Why You'll Love This
Jorg of Ancrath finally reaches the throne — and Mark Lawrence makes you question whether you were ever really rooting for the right side.
- Great if you want: a morally corrupt antihero taken to his logical, devastating conclusion
- The experience: relentless and dark, with a payoff that reframes the entire trilogy
- The writing: Lawrence layers timelines and unreliable memory to make violence feel philosophical
- Skip if: you never warmed to Jorg — he only gets harder to excuse here
About This Book
Jorg Ancrath has always been a contradiction—brilliant and brutal, visionary and monstrous—and in this final volume of the Broken Empire trilogy, both sides of him are pushed to their breaking point. With the Hundred kingdoms converging for a congress that will decide the fate of a crumbling world, and something far darker moving at the edges of reality, Jorg must become something he has never quite allowed himself to be: a man with a cause larger than himself. The stakes here are civilizational, even existential, but what gives the book its emotional weight is the question of whether a person shaped entirely by violence and will can find something worth protecting beyond his own ambition.

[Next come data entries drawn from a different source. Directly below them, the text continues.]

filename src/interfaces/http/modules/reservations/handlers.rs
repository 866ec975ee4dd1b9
//! Reservation HTTP handlers for the signed-in customer

use axum::extract::{Path, Query, State};
use axum::http::StatusCode;
use axum::{Extension, Json};

use super::dto::*;
use crate::interfaces::http::common::{parse_id, ApiResponse, ApiResult, ValidatedJson};
use crate::interfaces::http::middleware::CurrentUser;
use crate::interfaces::http::router::AppState;

#[utoipa::path(
    post,
    path = "/reservations",
    tag = "Reservations",
    security(("user_id" = [])),
    request_body = CreateReservationRequest,
    responses(
        (status = 201, description = "Reservation created as pending", body = ReservationDto),
        (status = 400, description = "Invalid date, time or party size", body = ApiResponse),
        (status = 401, description = "Missing or unknown X-User-ID", body = ApiResponse)
    )
)]
pub async fn create_reservation(
    State(state): State<AppState>,
    Extension(current): Extension<CurrentUser>,
    ValidatedJson(request): ValidatedJson<CreateReservationRequest>,
) -> ApiResult<(StatusCode, Json<ReservationDto>)> {
    let reservation = state
        .reservations
        .create(&current.principal, request.into())
        .await?;
    Ok((StatusCode::CREATED, Json(reservation.into())))
}

#[utoipa::path(
    get,
    path = "/my/reservations",
    tag = "Reservations",
    security(("user_id" = [])),
    params(OwnReservationsQuery),
    responses(
        (status = 200, description = "The caller's reservations", body = Vec<ReservationDto>),
        (status = 400, description = "Unknown status filter", body = ApiResponse),
        (status = 401, description = "Missing or unknown X-User-ID", body = ApiResponse)
    )
)]
pub async fn my_reservations(
    State(state): State<AppState>,
    Extension(current): Extension<CurrentUser>,
    Query(query): Query<OwnReservationsQuery>,
) -> ApiResult<Json<Vec<ReservationDto>>> {
    let status = parse_status_filter(&query.status)?;
    let list = state.reservations.list_own(&current.principal, status).await?;
    Ok(Json(list.into_iter().map(ReservationDto::from).collect()))
}

#[utoipa::path(
    patch,
    path = "/reservations/{id}/cancel",
    tag = "Reservations",
    security(("user_id" = [])),
    params(("id" = i32, Path, description = "Reservation ID")),
    responses(
        (status = 200, description = "Reservation cancelled", body = ReservationDto),
        (status = 403, description = "Not the owner", body = ApiResponse),
        (status = 404, description = "Reservation not found", body = ApiResponse),
        (status = 409, description = "Already cancelled", body = ApiResponse)
    )
)]
pub async fn cancel_reservation(
    State(state): State<AppState>,
    Extension(current): Extension<CurrentUser>,
    Path(id): Path<String>,
) -> ApiResult<Json<ReservationDto>> {
    let id = parse_id(&id)?;
    let reservation = state.reservations.cancel(&current.principal, id).await?;
    Ok(Json(reservation.into()))
}
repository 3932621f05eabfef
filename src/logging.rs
use std::fs;
use std::path::Path;

use once_cell::sync::OnceCell;
use tracing_appender::non_blocking::WorkerGuard;
use tracing_subscriber::fmt::Subscriber;
use tracing_subscriber::EnvFilter;

use crate::errors::Result;

static LOG_GUARD: OnceCell<WorkerGuard> = OnceCell::new();

pub fn init(log_dir: &Path) -> Result<()> {
    fs::create_dir_all(log_dir)?;

    let file_appender = tracing_appender::rolling::daily(log_dir, "updater.log");
    let (non_blocking, guard) = tracing_appender::non_blocking(file_appender);
    let _ = LOG_GUARD.set(guard);

    let filter = EnvFilter::try_from_default_env().unwrap_or_else(|_| EnvFilter::new("info"));

    let subscriber = Subscriber::builder()
        .with_env_filter(filter)
        .with_writer(non_blocking)
        .with_file(true)
        .with_line_number(true)
        .finish();

    tracing::subscriber::set_global_default(subscriber)
        .map_err(|err| crate::errors::UpdaterError::Config(err.to_string()))?;

    Ok(())
}
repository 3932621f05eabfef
use std::fs::File;
use std::io::{BufRead, BufReader};
use std::path::Path;

use zip::ZipArchive;

use crate::errors::{Result, UpdaterError};

pub const PAYLOAD_BIN_PATH: &str = "payload.bin";
pub const PAYLOAD_PROPERTIES_PATH: &str = "payload_properties.txt";

// Each entry has a local header of (30 + n + m) bytes, where n is the
// length of the entry name and m the length of the extra field. The fixed
// 30 bytes are a property of the ZIP local header layout.
const FIXED_HEADER_SIZE: u64 = 30;

/// Absolute byte offset of `entry_name`'s compressed data inside the
/// container, computed by walking the entries in order. The offset lets a
/// privileged applier read the payload in place instead of extracting a
/// multi-gigabyte archive.
pub fn locate(container: &Path, entry_name: &str) -> Result<u64> {
    let file = File::open(container)?;
    let mut archive = ZipArchive::new(BufReader::new(file))?;
    let mut offset: u64 = 0;
    for index in 0..archive.len() {
        let entry = archive.by_index_raw(index)?;
        let header_size =
            FIXED_HEADER_SIZE + entry.name_raw().len() as u64 + entry.extra_data().len() as u64;
        offset += header_size;
        if entry.name() == entry_name {
            return Ok(offset);
        }
        offset += entry.compressed_size();
    }
    tracing::error!("entry {entry_name} not found in {}", container.display());
    Err(UpdaterError::EntryNotFound(entry_name.to_string()))
}

/// A package supports the streaming install path when it carries both the
/// raw payload and its properties entry.
pub fn is_streaming_update(container: &Path) -> Result<bool> {
    let file = File::open(container)?;
    let archive = ZipArchive::new(BufReader::new(file))?;
    let mut has_payload = false;
    let mut has_properties = false;
    for name in archive.file_names() {
        match name {
            PAYLOAD_BIN_PATH => has_payload = true,
            PAYLOAD_PROPERTIES_PATH => has_properties = true,
            _ => {}
        }
    }
    Ok(has_payload && has_properties)
}

/// The key=value header lines the applier needs alongside the payload
/// offset.
pub fn read_payload_properties(container: &Path) -> Result<Vec<String>> {
    let file = File::open(container)?;
    let mut archive = ZipArchive::new(BufReader::new(file))?;
    let entry = archive.by_name(PAYLOAD_PROPERTIES_PATH).map_err(|_| {
        UpdaterError::EntryNotFound(PAYLOAD_PROPERTIES_PATH.to_string())
    })?;
    let mut lines = Vec::new();
    for line in BufReader::new(entry).lines() {
        let line = line?;
        if !line.is_empty() {
            lines.push(line);
        }
    }
    Ok(lines)
}

/// Test helper shared with the orchestrator tests: a stored-entry container
/// written to `path`.
#[cfg(test)]
pub(crate) fn build_container(path: &Path, entries: &[(&str, &[u8])]) {
    use std::io::{Cursor, Write};
    use zip::write::FileOptions;
    use zip::{CompressionMethod, ZipWriter};

    let mut writer = ZipWriter::new(Cursor::new(Vec::new()));
    let options = FileOptions::default().compression_method(CompressionMethod::Stored);
    for (name, contents) in entries {
        writer.start_file(*name, options).expect("start entry");
        writer.write_all(contents).expect("write entry");
    }
    let cursor = writer.finish().expect("finish archive");
    std::fs::write(path, cursor.into_inner()).expect("write container");
}

#[cfg(test)]
mod tests {
    use super::*;
    use std::io::{Read, Seek, SeekFrom};
    use std::path::PathBuf;
    use uuid::Uuid;

    fn temp_container(entries: &[(&str, &[u8])]) -> PathBuf {
        let dir = std::env::temp_dir().join(format!("ota-updater-zip-test-{}", Uuid::new_v4()));
        std::fs::create_dir_all(&dir).expect("create temp dir");
        let path = dir.join("container.zip");
        build_container(&path, entries);
        path
    }

    fn header_size(name: &str) -> u64 {
        FIXED_HEADER_SIZE + name.len() as u64
    }

    #[test]
    fn offset_accumulates_preceding_headers_and_data() {
        let a = vec![1_u8; 100];
        let b = vec![2_u8; 50];
        let c = vec![3_u8; 10];
        let path = temp_container(&[("alpha", &a), ("beta", &b), ("gamma", &c)]);

        // Entries written without extra fields: the offset of `beta`'s data
        // is exactly headerSize(alpha) + len(alpha) + headerSize(beta).
        let offset = locate(&path, "beta").expect("locate");
        assert_eq!(offset, header_size("alpha") + 100 + header_size("beta"));

        // The bytes at the computed offset are the entry's stored data.
        let mut file = File::open(&path).expect("open");
        file.seek(SeekFrom::Start(offset)).expect("seek");
        let mut data = vec![0_u8; 50];
        file.read_exact(&mut data).expect("read");
        assert_eq!(data, b);
        let _ = std::fs::remove_dir_all(path.parent().expect("parent"));
    }

    #[test]
    fn missing_entry_is_reported() {
        let path = temp_container(&[("alpha", b"data")]);
        let result = locate(&path, "missing");
        assert!(matches!(result, Err(UpdaterError::EntryNotFound(name)) if name == "missing"));
        let _ = std::fs::remove_dir_all(path.parent().expect("parent"));
    }

    #[test]
    fn streaming_probe_requires_both_entries() {
        let full = temp_container(&[
            (PAYLOAD_BIN_PATH, b"raw payload".as_slice()),
            (PAYLOAD_PROPERTIES_PATH, b"FILE_HASH=abc\n".as_slice()),
        ]);
        assert!(is_streaming_update(&full).expect("probe"));
        let _ = std::fs::remove_dir_all(full.parent().expect("parent"));

        let partial = temp_container(&[(PAYLOAD_BIN_PATH, b"raw payload".as_slice())]);
        assert!(!is_streaming_update(&partial).expect("probe"));
        let _ = std::fs::remove_dir_all(partial.parent().expect("parent"));
    }

    #[test]
    fn properties_read_as_header_lines() {
        let path = temp_container(&[
            (PAYLOAD_BIN_PATH, b"raw payload".as_slice()),
            (
                PAYLOAD_PROPERTIES_PATH,
                b"FILE_HASH=abc\nFILE_SIZE=1000\n".as_slice(),
            ),
        ]);
        let lines = read_payload_properties(&path).expect("read properties");
        assert_eq!(lines, vec!["FILE_HASH=abc", "FILE_SIZE=1000"]);
        let _ = std::fs::remove_dir_all(path.parent().expect("parent"));
    }
}
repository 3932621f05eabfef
pub mod download_coordinator;
pub mod hash_verifier;
pub mod install_coordinator;
pub mod orchestrator;
pub mod payload_locator;
pub(crate) mod registry;
pub mod transport;

pub use download_coordinator::DownloadCoordinator;
pub use install_coordinator::{
    ApplierObserver, ApplierStatus, InstallCoordinator, PayloadApplier, RecoveryInstaller,
};
pub use orchestrator::UpdateOrchestrator;
pub use registry::{NoopWakeLock, WakeLock};
pub use transport::{
    DownloadTransport, HttpTransport, TransferHandle, TransferObserver, TransferRequest,
};
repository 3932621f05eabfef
pub mod file;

Lawrence writes with a cold precision that disguises how deeply constructed every sentence is—his prose rewards rereading, offering layers of irony and foreshadowing that only resolve fully in retrospect. The novel's structure, weaving present action against past revelations, keeps the tension coiled even when the pace slows to a character study. What sets this conclusion apart is how it refuses easy redemption while still delivering genuine catharsis. Jorg remains difficult to love and impossible to dismiss, and closing this book feels less like finishing a story than surviving one.